Tidaklah elok memang, bila di saat bencana kita saling mencari kambing hitam siapa yang salah. Namun begitu, tidak juga bijak jika bencana yang terus berulang ini dibiarkan berlalu begitu saja tanpa mengevaluasi diri. Malu kita dengan keledai, meski diidentikkan dengan binatang bodoh, tapi tidak ingin terantuk di lubang yang sama.
Setelah empat setengah tahun gempa 30 September 2009, sedianya cukup bagi kita berupaya memantapkan kemampuan adaptasi, antisipasi dan mitigasi bencana alam. Kita semua tahu bahwa gempa besar 7,9 skala Richter itu, telah membuat tanah perbukitan di Sumbar labil. Negeri yang dikelilingi gugusan Bukit Barisan ini, tidak lagi kokoh berdiri. Artinya, ancaman longsor akan senantiasa mengintai penduduk Sumbar.

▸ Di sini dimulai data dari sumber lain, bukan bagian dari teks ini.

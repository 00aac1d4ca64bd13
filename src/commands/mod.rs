mod auth_cmd;
mod category;
mod config_cmd;
mod import_cmd;

pub use auth_cmd::{logout, AuthCommand};
pub use category::CategoryCommand;
pub use config_cmd::ConfigCommand;
pub use import_cmd::ImportCommand;

use clap::ValueEnum;
use std::io::{self, Write};
use std::sync::Arc;

use inventory_admin::auth::SessionAuth;
use inventory_admin::config::Config;
use inventory_admin::confirm::Decision;
use inventory_admin::notify::TerminalNotifier;
use inventory_admin::{AdminConsole, CatalogueStore, HttpCatalogueRemote};

#[derive(Clone, ValueEnum, Default)]
pub enum OutputFormat {
    #[default]
    Text,
    Json,
}

/// An error the console has already shown to the operator.
#[derive(Debug)]
pub struct Reported;

impl std::fmt::Display for Reported {
    fn fmt(&self, f: &mut std::fmt::Formatter<'_>) -> std::fmt::Result {
        write!(f, "operation failed")
    }
}

impl std::error::Error for Reported {}

pub fn open_console(config: &Config) -> Result<AdminConsole, Box<dyn std::error::Error>> {
    let auth = SessionAuth::new(&config.data_dir.value, config.admin.clone());
    let remote = HttpCatalogueRemote::new(config.api_url.value.clone(), config.timeout())?;
    let store = Arc::new(CatalogueStore::new(Arc::new(remote)));
    Ok(AdminConsole::open(&auth, store, Arc::new(TerminalNotifier))?)
}

/// Asks a yes/no question on the terminal. Anything but `y` cancels.
fn confirm(prompt: &str, force: bool) -> io::Result<Decision> {
    if force {
        return Ok(Decision::Confirmed);
    }
    print!("{} [y/N] ", prompt);
    io::stdout().flush()?;

    let mut input = String::new();
    io::stdin().read_line(&mut input)?;

    if input.trim().eq_ignore_ascii_case("y") {
        Ok(Decision::Confirmed)
    } else {
        println!("Deletion cancelled.");
        Ok(Decision::Cancelled)
    }
}
use clap::{Args, Subcommand};

use super::OutputFormat;
use inventory_admin::config::Config;

#[derive(Args)]
pub struct ConfigCommand {
    #[command(subcommand)]
    pub command: ConfigSubcommand,
}

#[derive(Subcommand)]
pub enum ConfigSubcommand {
    /// Show current configuration values
    Show {
        /// Output format
        #[arg(long, short, value_enum, default_value = "text")]
        format: OutputFormat,
    },
}

impl ConfigCommand {
    pub fn run(&self, config: &Config) -> Result<(), Box<dyn std::error::Error>> {
        match &self.command {
            ConfigSubcommand::Show { format } => {
                match format {
                    OutputFormat::Json => {
                        println!("{}", serde_json::to_string_pretty(config)?);
                    }
                    OutputFormat::Text => {
                        println!("Configuration");
                        println!("=============\n");

                        if let Some(path) = &config.config_file {
                            println!("Config file: {}", path.display());
                        } else {
                            println!(
                                "Config file: {} (not found)",
                                Config::default_config_path().display()
                            );
                        }
                        println!();

                        println!("api_url: {}", config.api_url.value);
                        println!("  source: {}", config.api_url.source);
                        println!();

                        println!("data_dir: {}", config.data_dir.value.display());
                        println!("  source: {}", config.data_dir.source);
                        println!();

                        println!("timeout_secs: {}", config.timeout_secs.value);
                        println!("  source: {}", config.timeout_secs.source);
                        println!();

                        match &config.admin.username {
                            Some(username) => println!("admin.username: {}", username),
                            None => println!("admin.username: (not set)"),
                        }
                        println!(
                            "admin.password: {}",
                            if config.admin.password.is_some() {
                                "(set)"
                            } else {
                                "(not set)"
                            }
                        );
                    }
                }
                Ok(())
            }
        }
    }
}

Kita mengacungkan jempol terhadap upaya pemerintah (Sumbar dan pusat) yang cepat tanggap memetakan daerah rawan bencana alam (gempa/tsunami, longsor, banjir) beberapa saat setelah gempa 2009 terjadi. Peta zona merah pun telah diluncurkan. Akan tetapi, usaha itu seolah menjadi sia-sia jika tidak tersosialisasikan dengan baik dan masif di tengah masyarakat. Tidak banyak gunanya bila penduduk yang tinggal di zona merah, tidak mengetahui berada di daerah rawan bencana.

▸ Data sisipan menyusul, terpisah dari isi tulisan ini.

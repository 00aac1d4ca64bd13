use serde::{Deserialize, Serialize};
use std::fmt;
use std::str::FromStr;

/// The fixed set of category names the creation form offers.
#[derive(Debug, Clone, Copy, PartialEq, Eq, Hash, Serialize, Deserialize)]
pub enum CategoryName {
    Dairy,
    Poultry,
    Bakery,
    Grocery,
    Fruits,
    Vegitables,
    Packaging,
    Mezza,
}

impl CategoryName {
    pub const ALL: [CategoryName; 8] = [
        CategoryName::Dairy,
        CategoryName::Poultry,
        CategoryName::Bakery,
        CategoryName::Grocery,
        CategoryName::Fruits,
        CategoryName::Vegitables,
        CategoryName::Packaging,
        CategoryName::Mezza,
    ];

    pub fn as_str(&self) -> &'static str {
        match self {
            CategoryName::Dairy => "Dairy",
            CategoryName::Poultry => "Poultry",
            CategoryName::Bakery => "Bakery",
            CategoryName::Grocery => "Grocery",
            CategoryName::Fruits => "Fruits",
            CategoryName::Vegitables => "Vegitables",
            CategoryName::Packaging => "Packaging",
            CategoryName::Mezza => "Mezza",
        }
    }
}

impl fmt::Display for CategoryName {
    fn fmt(&self, f: &mut fmt::Formatter<'_>) -> fmt::Result {
        f.write_str(self.as_str())
    }
}

impl FromStr for CategoryName {
    type Err = String;

    fn from_str(s: &str) -> Result<Self, Self::Err> {
        let wanted = s.trim();
        CategoryName::ALL
            .into_iter()
            .find(|name| name.as_str().eq_ignore_ascii_case(wanted))
            .ok_or_else(|| {
                let valid: Vec<&str> = CategoryName::ALL.iter().map(|n| n.as_str()).collect();
                format!(
                    "Invalid category '{}'. Valid options: {}",
                    s,
                    valid.join(", ")
                )
            })
    }
}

Setelah memetakan zona merah, lalu apa? Secara empirik, dari pantauan Padang Ekspres dan rangkuman pendapat masyarakat di daerah rawan bencana, belum memiliki kesadaran bahwa mereka hidup di daerah ”swalayan bencana”. Tak heran, ini terlihat dari perilaku masyarakat kita yang belum mengarah pada penguatan kemampuan adaptasi dan mitigasi bencana. Sebaliknya, tindak tanduk masyarakat dan kebijakan pemerintah daerah justru terkadang tidak bersahabat dengan alam.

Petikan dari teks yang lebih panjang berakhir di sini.